Our cluster consists of 3 nodes, 2 masters and one data node. Only the node handling the request seem to be affected, but both master nodes are prone to the issue.
- ES version: 2.3.1
- JvM version: 1.8.0_40
- OS version: 2.6.32-358.23.2.el6.x86_64 (Linux)
Noted: when the node goes unresponsive some functionality still remains untouched, for example one of our endpoints that only performs a simpler get
still works without issues while another that performs an unthreaded search
does not. Some functions also stops working, like /_cat
(at least _cat/thread_pool
, _cat/plugins
) while others still mostly work (_node/node_name/_all
, _cluster/health
).
The node does not seem to recover by itself, restart of the node brings it back until error is reproduced.
ES contains around 5m documents (connected to a MongoDB with mongo_connector).
Tests without the threading seem to yield no issues.
Checking jstack on the unresponsive node gives a Thread.State: WAITING (parking) that is waiting forever from the actionGet()
and setting a time out there gave some other issue (can't remember atm).
I have been unable to reproduce the issue in my local test environment running a single node (one shard, no replicas) on win7, but can reproduce on our cluster with the rest endpoint example below.
Usually requiring a couple of refreshes (1-5) before hanging.
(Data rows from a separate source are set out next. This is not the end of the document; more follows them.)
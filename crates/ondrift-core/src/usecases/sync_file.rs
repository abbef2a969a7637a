//! File synchronization use case
//!
//! Orchestrates the upload and download of individual files between
//! the local filesystem and the cloud provider. Handles hash comparison,
//! sync direction determination, and state transitions.

use std::sync::Arc;

use anyhow::{bail, Context, Result};
use serde_json::json;

use crate::domain::newtypes::FileHash;
use crate::domain::{AuditAction, AuditEntry, AuditResult, SyncItem};
use crate::ports::{ICloudProvider, ILocalFileSystem, IStateRepository};

/// Threshold in bytes for choosing simple PUT upload vs. resumable session upload.
/// Files smaller than 4 MB use a simple PUT request.
const SIMPLE_UPLOAD_THRESHOLD: u64 = 4 * 1024 * 1024;

/// Use case for synchronizing individual files
///
/// Coordinates file transfers between local filesystem and cloud provider,
/// comparing hashes to determine sync direction and verifying integrity
/// after transfer.
pub struct SyncFileUseCase {
    cloud_provider: Arc<dyn ICloudProvider + Send + Sync>,
    state_repository: Arc<dyn IStateRepository + Send + Sync>,
    local_filesystem: Arc<dyn ILocalFileSystem + Send + Sync>,
}

impl SyncFileUseCase {
    /// Creates a new SyncFileUseCase with the required dependencies
    ///
    /// # Arguments
    ///
    /// * `cloud_provider` - Cloud storage provider for upload/download operations
    /// * `state_repository` - Persistent storage for sync state and audit log
    /// * `local_filesystem` - Local filesystem operations for reading/writing files
    pub fn new(
        cloud_provider: Arc<dyn ICloudProvider + Send + Sync>,
        state_repository: Arc<dyn IStateRepository + Send + Sync>,
        local_filesystem: Arc<dyn ILocalFileSystem + Send + Sync>,
    ) -> Self {
        Self {
            cloud_provider,
            state_repository,
            local_filesystem,
        }
    }

    /// Synchronizes a single item by comparing hashes and transferring in the appropriate direction
    ///
    /// This method:
    /// 1. Compares local and remote content hashes
    /// 2. Determines the sync direction (upload if local is newer, download if remote is newer)
    /// 3. Performs the transfer via `upload` or `download`
    /// 4. Updates the sync item state in the repository
    ///
    /// # Arguments
    ///
    /// * `item` - The sync item to synchronize
    ///
    /// # Returns
    ///
    /// The updated SyncItem after synchronization
    ///
    /// # Errors
    ///
    /// Returns an error if hash comparison, transfer, or state update fails
    pub async fn sync_single(&self, item: &SyncItem) -> Result<SyncItem> {
        // Skip directories - they don't need content sync
        if item.is_directory() {
            return Ok(item.clone());
        }

        // Determine sync direction based on hash comparison and timestamps
        let needs_upload = item.state().has_pending_changes();
        let needs_download = item.state().is_placeholder() || !item.hashes_match();

        let updated_item = if needs_upload {
            self.upload(item)
                .await
                .context("Failed to upload file to cloud")?
        } else if needs_download {
            self.download(item)
                .await
                .context("Failed to download file from cloud")?
        } else {
            // Already in sync
            item.clone()
        };

        // Persist the updated item state
        self.state_repository
            .save_item(&updated_item)
            .await
            .context("Failed to persist sync item state after transfer")?;

        Ok(updated_item)
    }

    /// Uploads a local file to the cloud provider
    ///
    /// This method:
    /// 1. Reads the file content from the local filesystem
    /// 2. Chooses upload method based on file size:
    ///    - Simple PUT for files < 4MB
    ///    - Resumable upload session for larger files
    /// 3. Verifies the content hash after upload
    /// 4. Updates the SyncItem state to Hydrated
    ///
    /// # Arguments
    ///
    /// * `item` - The sync item to upload
    ///
    /// # Returns
    ///
    /// The updated SyncItem with Hydrated state and matching hashes
    ///
    /// # Errors
    ///
    /// Returns an error if file read, upload, or hash verification fails
    pub async fn upload(&self, item: &SyncItem) -> Result<SyncItem> {
        let mut updated_item = item.clone();

        // Step 1: Read the local file content
        let content = self
            .local_filesystem
            .read_file(item.local_path())
            .await
            .context("Failed to read local file for upload")?;

        // Step 2: Extract parent path and file name from remote path
        let remote_path = item.remote_path();
        let parent_path = remote_path
            .parent()
            .context("Remote path has no parent directory")?;
        let file_name = remote_path
            .file_name()
            .context("Remote path has no file name")?;

        // Step 3: Upload based on file size
        let delta_item = if item.size_bytes() < SIMPLE_UPLOAD_THRESHOLD {
            // Simple PUT upload for small files
            self.cloud_provider
                .upload_file(&parent_path, file_name, &content, item.metadata().etag())
                .await
                .context("Failed to upload small file via PUT")?
        } else {
            // Resumable upload session for larger files
            self.cloud_provider
                .upload_file_session(&parent_path, file_name, &content, None)
                .await
                .context("Failed to upload large file via session")?
        };

        // Step 4: Extract and convert the remote hash from the DeltaItem response
        let remote_hash = match delta_item.hash {
            Some(hash_str) => FileHash::try_from(hash_str)
                .context("Failed to parse hash returned by cloud provider")?,
            None => bail!("Cloud provider did not return a content hash after upload"),
        };

        // Step 5: Verify hash integrity after upload
        if let Some(local_hash) = updated_item.local_hash() {
            if *local_hash != remote_hash {
                bail!(
                    "Hash mismatch after upload: local={}, remote={}",
                    local_hash,
                    remote_hash
                );
            }
        }

        // Step 6: Update item state
        updated_item.set_content_hash(remote_hash.clone());
        updated_item.set_local_hash(remote_hash);
        updated_item
            .complete_sync()
            .context("Invalid state transition to Hydrated after upload")?;

        // Step 7: Record audit entry
        let audit_entry = AuditEntry::new(AuditAction::FileUpload, AuditResult::success())
            .with_details(json!({
                "path": item.local_path().to_string(),
                "remote_path": item.remote_path().to_string(),
                "size_bytes": item.size_bytes(),
                "upload_method": if item.size_bytes() < SIMPLE_UPLOAD_THRESHOLD {
                    "simple_put"
                } else {
                    "resumable_session"
                },
            }));

        self.state_repository
            .save_audit(&audit_entry)
            .await
            .context("Failed to record upload audit entry")?;

        Ok(updated_item)
    }

    /// Downloads a file from the cloud provider to the local filesystem
    ///
    /// This method:
    /// 1. Streams the file content from the cloud provider
    /// 2. Writes the content to the local filesystem
    /// 3. Verifies the content hash after download
    /// 4. Updates the SyncItem state to Hydrated
    ///
    /// # Arguments
    ///
    /// * `item` - The sync item to download
    ///
    /// # Returns
    ///
    /// The updated SyncItem with Hydrated state and matching hashes
    ///
    /// # Errors
    ///
    /// Returns an error if download, write, or hash verification fails
    pub async fn download(&self, item: &SyncItem) -> Result<SyncItem> {
        let mut updated_item = item.clone();

        // Step 1: Transition to Hydrating state
        updated_item
            .start_hydrating()
            .context("Invalid state transition to Hydrating for download")?;

        // Step 2: Get the remote ID (required for download)
        let remote_id = item
            .remote_id()
            .context("Cannot download file without a remote ID")?;

        // Step 3: Download content from cloud provider
        let content = self
            .cloud_provider
            .download_file(remote_id)
            .await
            .context("Failed to download file from cloud provider")?;

        // Step 4: Write to local filesystem
        self.local_filesystem
            .write_file(item.local_path(), &content)
            .await
            .context("Failed to write downloaded file to local filesystem")?;

        // Step 5: Compute and verify hash
        let local_hash = self
            .local_filesystem
            .compute_hash(item.local_path())
            .await
            .context("Failed to compute hash of downloaded file")?;

        if let Some(remote_hash) = item.content_hash() {
            if local_hash != *remote_hash {
                bail!(
                    "Hash mismatch after download: local={}, remote={}",
                    local_hash,
                    remote_hash
                );
            }
        }

        // Step 6: Update item state
        updated_item.set_local_hash(local_hash);
        updated_item
            .complete_hydration()
            .context("Invalid state transition to Hydrated after download")?;
        updated_item.mark_synced();

        // Step 7: Record audit entry
        let audit_entry = AuditEntry::new(AuditAction::FileDownload, AuditResult::success())
            .with_details(json!({
                "path": item.local_path().to_string(),
                "remote_path": item.remote_path().to_string(),
                "size_bytes": item.size_bytes(),
            }));

        self.state_repository
            .save_audit(&audit_entry)
            .await
            .context("Failed to record download audit entry")?;

        Ok(updated_item)
    }
}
Searching on the issue have yielded little fruit (no OOM etc), so any input is welcome.
Test REST Endpoint:
package com.xxx.es.test.rest;
import static org.elasticsearch.rest.RestRequest.Method.GET;
import org.elasticsearch.action.ActionListener;
import org.elasticsearch.action.get.GetRequest;
import org.elasticsearch.action.get.GetResponse;
import org.elasticsearch.action.search.SearchResponse;
import org.elasticsearch.client.Client;
import org.elasticsearch.common.inject.Inject;
import org.elasticsearch.common.settings.Settings;
import org.elasticsearch.rest.BaseRestHandler;
import org.elasticsearch.rest.BytesRestResponse;
import org.elasticsearch.rest.RestChannel;
import org.elasticsearch.rest.RestController;
import org.elasticsearch.rest.RestRequest;
import org.elasticsearch.rest.RestStatus;
public class TestAction extends BaseRestHandler {
final static String EVENTS_INDEX = "allevents";
final static String TYPE = "documents";
private String eventIndices;
@Inject
public TestAction(Settings settings, RestController controller, Client client) {
super(settings, controller, client);
this.eventIndices = settings.get("indexes.events", EVENTS_INDEX);
controller.registerHandler(GET, "/_test/{id}", this);
}
@Override
protected void handleRequest(RestRequest request, RestChannel channel, Client client) throws Exception {
final String id1 = request.param("id");
GetRequest getRequest = new GetRequest(this.eventIndices.trim().split("//s*,//s*")[0], TYPE, id1);
client.get(getRequest, new ActionListener<GetResponse>() {
@Override
public void onResponse(GetResponse response) {
Thread[] threads = new Thread[2];
for (int i = 0; i < threads.length; i++) {
threads[i] = new Thread(new Runnable() {
@Override
public void run() {
SearchResponse srsp = client.prepareSearch(
eventIndices.trim().split("//s*,//s*"))
.setTypes(TYPE)
.setSize(0)
.execute().actionGet();
}
});
threads[i].run();
}
channel.sendResponse(new BytesRestResponse(RestStatus.OK, "Done."));
}
@Override
public void onFailure(Throwable e) {}
});
}
}